支持语义分析的临床自然语言处理的最新进展。
Recent Advances in Clinical Natural Language Processing in Support of Semantic Analysis.
作者信息
Velupillai S, Mowery D, South B R, Kvist M, Dalianis H
机构信息
Sumithra Velupillai, Department of Computer and Systems Sciences, Stockholm University, Postbox 7003, 164 07 Kista, Sweden, Tel: +46 8 161 174, Fax: +46 8 703 9025, E-mail:
出版信息
Yearb Med Inform. 2015 Aug 13;10(1):183-93. doi: 10.15265/IY-2015-009.
OBJECTIVES
We present a review of recent advances in clinical Natural Language Processing (NLP), with a focus on semantic analysis and key subtasks that support such analysis.
METHODS
We conducted a literature review of clinical NLP research from 2008 to 2014, emphasizing recent publications (2012-2014), based on PubMed and ACL proceedings as well as relevant referenced publications from the included papers.
RESULTS
Significant articles published within this time-span were included and are discussed from the perspective of semantic analysis.

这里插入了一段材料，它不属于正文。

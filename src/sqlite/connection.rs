use std::fmt;
use std::sync::Arc;

use rusqlite::InterruptHandle;
use tokio::sync::Mutex;
use tokio::task::{JoinError, JoinHandle, spawn_blocking};
use tracing::{debug, warn};

use crate::bulk::{BulkPayload, ProgressTracker};
use crate::command::{CancelToken, Command, CommandOutcome, ResultShape};
use crate::error::{FailureKind, SqlCoordinatorError};
use crate::types::CommandKind;

use super::config::SqliteOptions;
use super::{bulk, database_error, query};

/// Shared handle to the single `rusqlite` connection, locked by whichever blocking task runs.
pub type SharedSqliteConnection = Arc<Mutex<rusqlite::Connection>>;

/// One physical `SQLite` connection; statements run on the blocking pool.
pub struct SqliteConnection {
    conn: SharedSqliteConnection,
    interrupt: Arc<InterruptHandle>,
    in_transaction: bool,
}

impl SqliteConnection {
    /// Open the database described by `opts`.
    ///
    /// # Errors
    /// Returns `SqlCoordinatorError::ConnectionError` if the file cannot be opened or the
    /// connection pragmas fail.
    pub async fn open(opts: SqliteOptions) -> Result<Self, SqlCoordinatorError> {
        let conn = spawn_blocking(move || {
            let conn = rusqlite::Connection::open_with_flags(&opts.path, opts.flags)
                .map_err(|e| open_error(&opts.path, e))?;
            if let Some(timeout) = opts.busy_timeout {
                conn.busy_timeout(timeout)
                    .map_err(|e| open_error(&opts.path, e))?;
            }
            if let Some(enabled) = opts.foreign_keys {
                conn.pragma_update(None, "foreign_keys", enabled)
                    .map_err(|e| open_error(&opts.path, e))?;
            }
            Ok::<_, SqlCoordinatorError>(conn)
        })
        .await
        .map_err(|e| worker_failed("open", e))??;

        let interrupt = Arc::new(conn.get_interrupt_handle());
        Ok(Self {
            conn: Arc::new(Mutex::new(conn)),
            interrupt,
            in_transaction: false,
        })
    }

    /// Close the connection, reporting close failures.
    ///
    /// If a timed-out statement still holds the handle, closing is left to the last owner.
    ///
    /// # Errors
    /// Returns `SqlCoordinatorError::ConnectionError` if `SQLite` refuses to close.
    pub async fn close(mut self) -> Result<(), SqlCoordinatorError> {
        // closing with an open transaction rolls it back, no explicit ROLLBACK needed
        self.in_transaction = false;
        let shared = Arc::clone(&self.conn);
        drop(self);
        let Ok(mutex) = Arc::try_unwrap(shared) else {
            return Ok(());
        };
        let conn = mutex.into_inner();
        spawn_blocking(move || {
            conn.close().map_err(|(_, e)| {
                SqlCoordinatorError::connection(
                    FailureKind::Driver,
                    "failed to close SQLite connection",
                    e,
                )
            })
        })
        .await
        .map_err(|e| worker_failed("close", e))?
    }

    pub async fn begin(&mut self) -> Result<(), SqlCoordinatorError> {
        if self.in_transaction {
            return Err(SqlCoordinatorError::connection_state(
                "SQLite transaction already in progress",
            ));
        }
        spawn_locked(self.conn_handle(), |guard| {
            guard.execute_batch("BEGIN").map_err(|e| {
                SqlCoordinatorError::connection(
                    FailureKind::Driver,
                    "failed to begin SQLite transaction",
                    e,
                )
            })
        })
        .await
        .map_err(|e| worker_failed("begin", e))??;
        self.in_transaction = true;
        Ok(())
    }

    /// Commit the open transaction. On failure the transaction is rolled back before the
    /// error is returned, so the connection never stays mid-transaction.
    pub async fn commit(&mut self) -> Result<(), SqlCoordinatorError> {
        self.finish_transaction("COMMIT").await
    }

    pub async fn rollback(&mut self) -> Result<(), SqlCoordinatorError> {
        self.finish_transaction("ROLLBACK").await
    }

    async fn finish_transaction(&mut self, verb: &'static str) -> Result<(), SqlCoordinatorError> {
        if !self.in_transaction {
            return Err(SqlCoordinatorError::connection_state(
                "SQLite transaction not active",
            ));
        }
        self.in_transaction = false;
        run_blocking(self.conn_handle(), move |guard| {
            // SQLite may already have rolled back on its own (interrupt, ROLLBACK conflict clause)
            if guard.is_autocommit() {
                return match verb {
                    "ROLLBACK" => Ok(()),
                    _ => Err(SqlCoordinatorError::database_message(
                        "SQLite COMMIT failed: the transaction was already rolled back",
                    )),
                };
            }
            let result = guard.execute_batch(verb).map_err(|e| database_error(verb, e));
            if result.is_err() && !guard.is_autocommit() {
                if let Err(cleanup) = guard.execute_batch("ROLLBACK") {
                    debug!("rollback after failed {verb} also failed: {cleanup}");
                }
            }
            result
        })
        .await
    }

    /// True while this connection has a transaction open.
    pub fn in_transaction(&self) -> bool {
        self.in_transaction
    }

    /// A statement can end the transaction inside SQLite; stop tracking it if so.
    fn settle<R>(
        &mut self,
        (result, autocommit): (Result<R, SqlCoordinatorError>, bool),
    ) -> Result<R, SqlCoordinatorError> {
        if self.in_transaction && autocommit {
            warn!("SQLite ended the transaction during a statement");
            self.in_transaction = false;
        }
        result
    }

    /// Run a command to completion on the blocking pool.
    ///
    /// # Errors
    /// Returns `SqlCoordinatorError::InvalidArgument` for stored procedures and
    /// `SqlCoordinatorError::DatabaseError` for anything `SQLite` rejects.
    pub async fn execute(
        &mut self,
        command: Command,
        shape: ResultShape,
        cancel: CancelToken,
    ) -> Result<CommandOutcome, SqlCoordinatorError> {
        if command.kind == CommandKind::StoredProcedure {
            return Err(SqlCoordinatorError::InvalidArgument(
                "SQLite does not support stored procedures".into(),
            ));
        }
        let outcome = run_blocking(self.conn_handle(), move |guard| {
            let result =
                query::run_batch(guard, &command.text, &command.parameters, shape, &cancel);
            Ok((result, guard.is_autocommit()))
        })
        .await?;
        self.settle(outcome)
    }

    pub async fn bulk_load(
        &mut self,
        payload: BulkPayload,
        mut tracker: ProgressTracker,
        cancel: CancelToken,
    ) -> Result<u64, SqlCoordinatorError> {
        let outcome = run_blocking(self.conn_handle(), move |guard| {
            let result = bulk::bulk_insert(guard, &payload, &mut tracker, &cancel);
            Ok((result, guard.is_autocommit()))
        })
        .await?;
        self.settle(outcome)
    }

    /// Abort whatever statement is running right now.
    pub fn interrupt(&self) {
        self.interrupt.interrupt();
    }

    fn conn_handle(&self) -> SharedSqliteConnection {
        Arc::clone(&self.conn)
    }
}

impl Drop for SqliteConnection {
    fn drop(&mut self) {
        if !self.in_transaction {
            return;
        }
        // best effort; a busy handle rolls back when its last owner closes it
        if let Ok(guard) = self.conn.try_lock() {
            if let Err(e) = guard.execute_batch("ROLLBACK") {
                debug!("rollback on drop failed: {e}");
            }
        }
    }
}

impl fmt::Debug for SqliteConnection {
    fn fmt(&self, f: &mut fmt::Formatter<'_>) -> fmt::Result {
        f.debug_struct("SqliteConnection")
            .field("in_transaction", &self.in_transaction)
            .finish()
    }
}

/// Run `func` against the locked connection; a failed worker is an `UnexpectedError`.
async fn run_blocking<F, R>(
    conn: SharedSqliteConnection,
    func: F,
) -> Result<R, SqlCoordinatorError>
where
    F: FnOnce(&mut rusqlite::Connection) -> Result<R, SqlCoordinatorError> + Send + 'static,
    R: Send + 'static,
{
    spawn_locked(conn, func).await?
}

fn spawn_locked<F, R>(
    conn: SharedSqliteConnection,
    func: F,
) -> JoinHandle<Result<R, SqlCoordinatorError>>
where
    F: FnOnce(&mut rusqlite::Connection) -> Result<R, SqlCoordinatorError> + Send + 'static,
    R: Send + 'static,
{
    spawn_blocking(move || {
        let mut guard = conn.blocking_lock();
        func(&mut guard)
    })
}

/// Connection lifecycle paths report a lost worker as a connection failure.
fn worker_failed(operation: &str, err: JoinError) -> SqlCoordinatorError {
    SqlCoordinatorError::connection(
        FailureKind::Unexpected,
        format!("SQLite {operation} worker failed"),
        err,
    )
}

fn open_error(path: &str, err: rusqlite::Error) -> SqlCoordinatorError {
    SqlCoordinatorError::connection(
        FailureKind::Driver,
        format!("failed to open SQLite database '{path}'"),
        err,
    )
}

#[cfg(test)]
mod tests {
    use super::*;

    #[tokio::test]
    async fn lost_worker_is_an_unexpected_connection_error() {
        let join_err = tokio::spawn(async { panic!("worker died") })
            .await
            .unwrap_err();
        let err = worker_failed("open", join_err);
        assert!(matches!(
            err,
            SqlCoordinatorError::ConnectionError {
                kind: FailureKind::Unexpected,
                source: Some(_),
                ..
            }
        ));
    }

    #[tokio::test]
    async fn conflict_rollback_ends_the_tracked_transaction() {
        let mut conn = SqliteConnection::open(SqliteOptions::new(":memory:"))
            .await
            .unwrap();
        let setup = Command::build(
            "CREATE TABLE t (id INTEGER PRIMARY KEY); INSERT INTO t VALUES (1);",
            CommandKind::Text,
            None,
            std::time::Duration::from_secs(5),
            false,
        )
        .unwrap();
        conn.execute(setup, ResultShape::RowsAffected, CancelToken::new())
            .await
            .unwrap();

        conn.begin().await.unwrap();
        let duplicate = Command::build(
            "INSERT OR ROLLBACK INTO t VALUES (1)",
            CommandKind::Text,
            None,
            std::time::Duration::from_secs(5),
            true,
        )
        .unwrap();
        let err = conn
            .execute(duplicate, ResultShape::RowsAffected, CancelToken::new())
            .await
            .unwrap_err();
        assert!(matches!(err, SqlCoordinatorError::DatabaseError { .. }));
        assert!(!conn.in_transaction());
    }
}
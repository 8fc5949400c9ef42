use std::fmt;
use std::sync::Arc;

use crate::error::SqlCoordinatorError;
use crate::results::ResultSet;
use crate::types::DbValue;

/// Rows written per batch unless overridden.
pub const DEFAULT_BATCH_SIZE: usize = 5000;

/// Rows between progress notifications unless overridden.
pub const DEFAULT_NOTIFY_AFTER: u64 = 1000;

/// Receives the cumulative number of rows copied so far.
pub type ProgressCallback = Arc<dyn Fn(u64) + Send + Sync>;

/// Tuning and observation hooks for [`Coordinator::bulk_load`](crate::Coordinator::bulk_load).
#[derive(Clone)]
pub struct BulkLoadOptions {
    pub batch_size: usize,
    pub notify_after: u64,
    progress: Option<ProgressCallback>,
}

impl Default for BulkLoadOptions {
    fn default() -> Self {
        Self {
            batch_size: DEFAULT_BATCH_SIZE,
            notify_after: DEFAULT_NOTIFY_AFTER,
            progress: None,
        }
    }
}

impl fmt::Debug for BulkLoadOptions {
    fn fmt(&self, f: &mut fmt::Formatter<'_>) -> fmt::Result {
        f.debug_struct("BulkLoadOptions")
            .field("batch_size", &self.batch_size)
            .field("notify_after", &self.notify_after)
            .field("progress", &self.progress.as_ref().map(|_| "<callback>"))
            .finish()
    }
}

impl BulkLoadOptions {
    #[must_use]
    pub fn new() -> Self {
        Self::default()
    }

    #[must_use]
    pub fn with_batch_size(mut self, batch_size: usize) -> Self {
        self.batch_size = batch_size;
        self
    }

    #[must_use]
    pub fn with_notify_after(mut self, notify_after: u64) -> Self {
        self.notify_after = notify_after;
        self
    }

    /// Observe progress. The callback runs on the thread doing the copy, so keep it short.
    #[must_use]
    pub fn with_progress<F>(mut self, callback: F) -> Self
    where
        F: Fn(u64) + Send + Sync + 'static,
    {
        self.progress = Some(Arc::new(callback));
        self
    }

    pub(crate) fn tracker(&self) -> ProgressTracker {
        ProgressTracker {
            callback: self.progress.clone(),
            notify_after: self.notify_after,
            last_notified: 0,
        }
    }
}

/// Fires the progress callback every `notify_after` rows and once more at the end.
pub(crate) struct ProgressTracker {
    callback: Option<ProgressCallback>,
    notify_after: u64,
    last_notified: u64,
}

impl ProgressTracker {
    pub(crate) fn row_copied(&mut self, copied: u64) {
        if self.notify_after > 0 && copied % self.notify_after == 0 {
            self.notify(copied);
        }
    }

    pub(crate) fn finish(&mut self, total: u64) {
        if total != self.last_notified {
            self.notify(total);
        }
    }

    fn notify(&mut self, copied: u64) {
        if let Some(callback) = &self.callback {
            callback(copied);
        }
        self.last_notified = copied;
    }
}

/// Owned copy of a bulk request, movable onto a worker thread.
#[derive(Debug, Clone)]
pub(crate) struct BulkPayload {
    pub(crate) table: String,
    pub(crate) columns: Vec<String>,
    pub(crate) rows: Vec<Vec<DbValue>>,
    pub(crate) batch_size: usize,
}

impl BulkPayload {
    /// Validate a request before any connection work happens.
    pub(crate) fn prepare(
        table: &str,
        rows: &ResultSet,
        options: &BulkLoadOptions,
    ) -> Result<Self, SqlCoordinatorError> {
        let table = table.trim();
        if table.is_empty() {
            return Err(SqlCoordinatorError::InvalidArgument(
                "destination table name must not be empty".into(),
            ));
        }
        if rows.is_empty() {
            return Err(SqlCoordinatorError::InvalidArgument(
                "bulk load requires at least one row".into(),
            ));
        }
        if rows.column_names().is_empty() {
            return Err(SqlCoordinatorError::InvalidArgument(
                "bulk load requires at least one column".into(),
            ));
        }
        if options.batch_size == 0 {
            return Err(SqlCoordinatorError::InvalidArgument(
                "batch size must be greater than zero".into(),
            ));
        }
        Ok(BulkPayload {
            table: table.to_owned(),
            columns: rows.column_names().to_vec(),
            rows: rows.iter().map(|row| row.values.clone()).collect(),
            batch_size: options.batch_size,
        })
    }

    pub(crate) fn row_count(&self) -> u64 {
        self.rows.len() as u64
    }
}
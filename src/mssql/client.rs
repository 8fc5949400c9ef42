use tiberius::{Client, Config, SqlBrowser};
use tokio::net::TcpStream;
use tokio_util::compat::{Compat, TokioAsyncWriteCompatExt};

use crate::error::{FailureKind, SqlCoordinatorError};

/// Type alias for SQL Server client
pub type MssqlClient = Client<Compat<TcpStream>>;

/// Open a client for `config`, following one server redirect.
///
/// Named instances (`Server=host\instance`) are resolved through the SQL Browser service.
///
/// # Errors
/// Returns `SqlCoordinatorError::ConnectionError` if the TCP connection or the login fails.
pub async fn create_mssql_client(config: Config) -> Result<MssqlClient, SqlCoordinatorError> {
    let tcp = open_tcp(&config).await?;
    match Client::connect(config.clone(), tcp.compat_write()).await {
        Ok(client) => Ok(client),
        // Azure SQL gateways redirect to the node that owns the database
        Err(tiberius::error::Error::Routing { host, port }) => {
            let mut config = config;
            config.host(&host);
            config.port(port);
            let tcp = open_tcp(&config).await?;
            Client::connect(config, tcp.compat_write())
                .await
                .map_err(|e| login_error(&e.to_string(), e))
        }
        Err(e) => Err(login_error(&e.to_string(), e)),
    }
}

async fn open_tcp(config: &Config) -> Result<TcpStream, SqlCoordinatorError> {
    TcpStream::connect_named(config).await.map_err(|e| {
        SqlCoordinatorError::connection(
            FailureKind::Driver,
            format!("TCP connection to {} failed: {e}", config.get_addr()),
            e,
        )
    })
}

fn login_error(detail: &str, err: tiberius::error::Error) -> SqlCoordinatorError {
    SqlCoordinatorError::connection(
        FailureKind::Driver,
        format!("SQL Server connection error: {detail}"),
        err,
    )
}
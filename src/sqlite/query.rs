use std::sync::Arc;

use rusqlite::types::Value;
use rusqlite::{Batch, Connection, Statement};

use crate::command::{CancelToken, CommandOutcome, ResultShape};
use crate::error::SqlCoordinatorError;
use crate::params::Parameter;
use crate::results::ResultSet;
use crate::types::DbValue;

use super::database_error;
use super::params::bind_parameters;

/// Extract a `DbValue` from a `SQLite` row.
///
/// # Errors
///
/// Returns `SqlCoordinatorError` if the value cannot be read.
pub fn sqlite_extract_value_sync(
    row: &rusqlite::Row,
    idx: usize,
) -> Result<DbValue, SqlCoordinatorError> {
    let value: Value = row.get(idx).map_err(|e| database_error("read column", e))?;
    match value {
        Value::Null => Ok(DbValue::Null),
        Value::Integer(i) => Ok(DbValue::Int(i)),
        Value::Real(f) => Ok(DbValue::Float(f)),
        Value::Text(s) => Ok(DbValue::Text(s)),
        Value::Blob(b) => Ok(DbValue::Blob(b)),
    }
}

/// Build a result set from a statement whose parameters are already bound.
///
/// # Errors
/// Returns `SqlCoordinatorError::DatabaseError` if stepping the statement fails.
pub fn build_result_set(
    stmt: &mut Statement<'_>,
    cancel: &CancelToken,
) -> Result<ResultSet, SqlCoordinatorError> {
    let column_names: Vec<String> = stmt
        .column_names()
        .iter()
        .map(std::string::ToString::to_string)
        .collect();
    let col_count = column_names.len();
    let mut result_set = ResultSet::with_columns(Arc::new(column_names), 10);

    let mut rows = stmt.raw_query();
    while let Some(row) = rows.next().map_err(|e| database_error("query", e))? {
        if cancel.is_cancelled() {
            return Err(interrupted());
        }
        let mut row_values = Vec::with_capacity(col_count);
        for i in 0..col_count {
            row_values.push(sqlite_extract_value_sync(row, i)?);
        }
        result_set.add_row_values(row_values);
    }

    Ok(result_set)
}

/// Run every statement in `sql`, in order, on one connection.
///
/// Statements that produce columns contribute a result set until `shape` has enough; the
/// rest are stepped to completion without materializing rows. The affected-row count sums
/// the changes of every statement that modified the database.
///
/// # Errors
/// Returns `SqlCoordinatorError::DatabaseError` for prepare, bind or step failures. Earlier
/// statements in the batch are not undone.
pub fn run_batch(
    conn: &Connection,
    sql: &str,
    params: &[Parameter],
    shape: ResultShape,
    cancel: &CancelToken,
) -> Result<CommandOutcome, SqlCoordinatorError> {
    let mut outcome = CommandOutcome::default();
    let max_sets = shape.max_result_sets();
    let mut batch = Batch::new(conn, sql);

    while let Some(mut stmt) = batch.next().map_err(|e| database_error("prepare", e))? {
        if cancel.is_cancelled() {
            return Err(interrupted());
        }
        bind_parameters(&mut stmt, params)?;
        let before = conn.total_changes();

        if stmt.column_count() == 0 {
            let changed = stmt.raw_execute().map_err(|e| database_error("execute", e))?;
            if conn.total_changes() != before {
                outcome.rows_affected += changed as u64;
            }
            continue;
        }

        if outcome.result_sets.len() < max_sets {
            let result_set = build_result_set(&mut stmt, cancel)?;
            outcome.result_sets.push(result_set);
        } else {
            let mut rows = stmt.raw_query();
            while rows.next().map_err(|e| database_error("query", e))?.is_some() {
                if cancel.is_cancelled() {
                    return Err(interrupted());
                }
            }
        }
        // INSERT ... RETURNING and friends
        if conn.total_changes() != before {
            outcome.rows_affected += conn.changes();
        }
    }

    Ok(outcome)
}

fn interrupted() -> SqlCoordinatorError {
    SqlCoordinatorError::database_message("statement cancelled")
}

#[cfg(test)]
mod tests {
    use super::*;
    use crate::params::ParameterSet;
    use crate::types::DbType;

    fn setup() -> Connection {
        let conn = Connection::open_in_memory().unwrap();
        conn.execute_batch("CREATE TABLE t (id INTEGER PRIMARY KEY, name TEXT);")
            .unwrap();
        conn
    }

    #[test]
    fn ddl_reports_zero_rows() {
        let conn = setup();
        conn.execute("INSERT INTO t (name) VALUES ('a')", []).unwrap();
        let outcome = run_batch(
            &conn,
            "CREATE TABLE u (x INTEGER)",
            &[],
            ResultShape::RowsAffected,
            &CancelToken::new(),
        )
        .unwrap();
        assert_eq!(outcome.rows_affected, 0);
    }

    #[test]
    fn batch_sums_changes_and_collects_sets_in_order() {
        let conn = setup();
        let mut params = ParameterSet::new();
        params.add("@name", "b", DbType::NVarChar).unwrap();
        let outcome = run_batch(
            &conn,
            "INSERT INTO t (name) VALUES ('a'); INSERT INTO t (name) VALUES (@name);
             SELECT COUNT(*) AS n FROM t; SELECT name FROM t ORDER BY id;",
            params.list(),
            ResultShape::AllResults,
            &CancelToken::new(),
        )
        .unwrap();
        assert_eq!(outcome.rows_affected, 2);
        assert_eq!(outcome.result_sets.len(), 2);
        assert_eq!(outcome.result_sets[0].first_value(), Some(&DbValue::Int(2)));
        assert_eq!(outcome.result_sets[1].column_names(), ["name".to_string()]);
        assert_eq!(outcome.result_sets[1].len(), 2);
    }

    #[test]
    fn first_result_shape_still_runs_later_statements() {
        let conn = setup();
        let outcome = run_batch(
            &conn,
            "SELECT 1; INSERT INTO t (name) VALUES ('late');",
            &[],
            ResultShape::FirstResult,
            &CancelToken::new(),
        )
        .unwrap();
        assert_eq!(outcome.result_sets.len(), 1);
        let count: i64 = conn
            .query_row("SELECT COUNT(*) FROM t", [], |r| r.get(0))
            .unwrap();
        assert_eq!(count, 1);
    }

    #[test]
    fn cancelled_token_stops_before_the_first_statement() {
        let conn = setup();
        let token = CancelToken::new();
        token.cancel();
        let err = run_batch(
            &conn,
            "INSERT INTO t (name) VALUES ('x')",
            &[],
            ResultShape::RowsAffected,
            &token,
        )
        .unwrap_err();
        assert!(matches!(err, SqlCoordinatorError::DatabaseError { .. }));
    }
}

Three key clinical NLP subtasks that enable such analysis were identified: 1) developing more efficient methods for corpus creation (annotation and de-identification), 2) generating building blocks for extracting meaning (morphological, syntactic, and semantic subtasks), and 3) leveraging NLP for clinical utility (NLP applications and infrastructure for clinical use cases). Finally, we provide a reflection upon most recent developments and potential areas of future NLP development and applications.
CONCLUSIONS
There has been an increase of advances within key NLP subtasks that support semantic analysis. Performance of NLP semantic analysis is, in many cases, close to that of agreement between humans. The creation and release of corpora annotated with complex semantic information models has greatly supported the development of new tools and approaches. Research on non-English languages is continuously growing. NLP methods have sometimes been successfully employed in real-world clinical tasks. However, there is still a gap between the development of advanced resources and their utilization in clinical settings. A plethora of new clinical use cases are emerging due to established health care initiatives and additional patient-generated sources through the extensive use of social media and other devices.
目标
我们对临床自然语言处理(NLP)的最新进展进行综述,重点关注语义分析以及支持此类分析的关键子任务。
方法
我们基于PubMed和ACL会议论文集以及所纳入论文的相关参考文献,对2008年至2014年的临床NLP研究进行了文献综述,重点关注近期出版物(2012 - 2014年)。
结果
纳入了该时间段内发表的重要文章,并从语义分析的角度进行了讨论。确定了实现此类分析的三个关键临床NLP子任务:1)开发更有效的语料库创建方法(注释和去识别),2)生成用于提取意义的构建块(形态学、句法和语义子任务),以及3)将NLP用于临床应用(针对临床用例的NLP应用和基础设施)。最后,我们对NLP的最新发展以及未来NLP发展和应用的潜在领域进行了思考。
结论
在支持语义分析的关键NLP子任务方面取得了更多进展。在许多情况下,NLP语义分析的性能接近于人类之间的一致性。带有复杂语义信息模型注释的语料库的创建和发布极大地支持了新工具和方法的开发。对非英语语言的研究在不断增加。NLP方法有时已成功应用于实际临床任务。然而,先进资源的开发与它们在临床环境中的利用之间仍存在差距。由于既定的医疗保健计划以及通过广泛使用社交媒体和其他设备产生额外的患者生成源,大量新的临床用例正在涌现。